┌──

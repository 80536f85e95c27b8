// SPDX-License-Identifier: CC-BY-NC-ND-4.0

//! Transfer notifications for the embedding application

use std::sync::atomic::{AtomicU64, Ordering};
use tracing::{error, info};

/// Receives transfer stage notifications.
///
/// Notifications are side effects only; nothing an observer does changes the
/// outcome of a transfer.
pub trait TransferObserver: Send + Sync {
    fn on_start(&self) {}

    /// `total` is `None` when the server did not announce a size.
    fn on_progress(&self, _received: u64, _total: Option<u64>) {}

    fn on_end(&self) {}

    fn on_error(&self, _reason: &str) {}
}

/// Logs every stage, progress in 10% steps.
#[derive(Debug, Default)]
pub struct LogObserver {
    last_decile: AtomicU64,
}

impl LogObserver {
    pub fn new() -> Self {
        Self::default()
    }
}

impl TransferObserver for LogObserver {
    fn on_start(&self) {
        self.last_decile.store(0, Ordering::Relaxed);
        info!("Firmware transfer started");
    }

    fn on_progress(&self, received: u64, total: Option<u64>) {
        let Some(total) = total.filter(|t| *t > 0) else {
            return;
        };
        let percent = received.saturating_mul(100).checked_div(total).unwrap_or(0);
        let decile = percent.checked_div(10).unwrap_or(0);
        let previous = self.last_decile.fetch_max(decile, Ordering::Relaxed);
        if decile > previous {
            info!("Firmware transfer: {received}/{total} bytes ({percent}%)");
        }
    }

    fn on_end(&self) {
        info!("Firmware transfer finished");
    }

    fn on_error(&self, reason: &str) {
        error!("Firmware transfer error: {reason}");
    }
}

#[cfg(test)]
mod tests {
    use super::*;

    #[test]
    fn test_progress_tracks_deciles() {
        let observer = LogObserver::new();
        observer.on_start();
        observer.on_progress(50, Some(100));
        assert_eq!(observer.last_decile.load(Ordering::Relaxed), 5);

        // Never goes backwards
        observer.on_progress(10, Some(100));
        assert_eq!(observer.last_decile.load(Ordering::Relaxed), 5);

        observer.on_progress(100, Some(100));
        assert_eq!(observer.last_decile.load(Ordering::Relaxed), 10);
    }

    #[test]
    fn test_unknown_total_is_ignored() {
        let observer = LogObserver::new();
        observer.on_progress(4096, None);
        observer.on_progress(4096, Some(0));
        assert_eq!(observer.last_decile.load(Ordering::Relaxed), 0);
    }

    #[test]
    fn test_start_resets_progress() {
        let observer = LogObserver::new();
        observer.on_progress(90, Some(100));
        observer.on_start();
        assert_eq!(observer.last_decile.load(Ordering::Relaxed), 0);
    }
}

└──

* [EXERCISE INSTRUCTIONS] Each of the entries must be written out again exactly.

* [ANSWER AREA]
repository 80536f85e95c27b8
// SPDX-License-Identifier: CC-BY-NC-ND-4.0

//! Transfer notifications for the embedding application

use std::sync::atomic::{AtomicU64, Ordering};
use tracing::{error, info};

/// Receives transfer stage notifications.
///
/// Notifications are side effects only; nothing an observer does changes the
/// outcome of a transfer.
pub trait TransferObserver: Send + Sync {
    fn on_start(&self) {}

    /// `total` is `None` when the server did not announce a size.
    fn on_progress(&self, _received: u64, _total: Option<u64>) {}

    fn on_end(&self) {}

    fn on_error(&self, _reason: &str) {}
}

/// Logs every stage, progress in 10% steps.
#[derive(Debug, Default)]
pub struct LogObserver {
    last_decile: AtomicU64,
}

impl LogObserver {
    pub fn new() -> Self {
        Self::default()
    }
}

impl TransferObserver for LogObserver {
    fn on_start(&self) {
        self.last_decile.store(0, Ordering::Relaxed);
        info!("Firmware transfer started");
    }

    fn on_progress(&self, received: u64, total: Option<u64>) {
        let Some(total) = total.filter(|t| *t > 0) else {
            return;
        };
        let percent = received.saturating_mul(100).checked_div(total).unwrap_or(0);
        let decile = percent.checked_div(10).unwrap_or(0);
        let previous = self.last_decile.fetch_max(decile, Ordering::Relaxed);
        if decile > previous {
            info!("Firmware transfer: {received}/{total} bytes ({percent}%)");
        }
    }

    fn on_end(&self) {
        info!("Firmware transfer finished");
    }

    fn on_error(&self, reason: &str) {
        error!("Firmware transfer error: {reason}");
    }
}

#[cfg(test)]
mod tests {
    use super::*;

    #[test]
    fn test_progress_tracks_deciles() {
        let observer = LogObserver::new();
        observer.on_start();
        observer.on_progress(50, Some(100));
        assert_eq!(observer.last_decile.load(Ordering::Relaxed), 5);

        // Never goes backwards
        observer.on_progress(10, Some(100));
        assert_eq!(observer.last_decile.load(Ordering::Relaxed), 5);

        observer.on_progress(100, Some(100));
        assert_eq!(observer.last_decile.load(Ordering::Relaxed), 10);
    }

    #[test]
    fn test_unknown_total_is_ignored() {
        let observer = LogObserver::new();
        observer.on_progress(4096, None);
        observer.on_progress(4096, Some(0));
        assert_eq!(observer.last_decile.load(Ordering::Relaxed), 0);
    }

    #[test]
    fn test_start_resets_progress() {
        let observer = LogObserver::new();
        observer.on_progress(90, Some(100));
        observer.on_start();
        assert_eq!(observer.last_decile.load(Ordering::Relaxed), 0);
    }
}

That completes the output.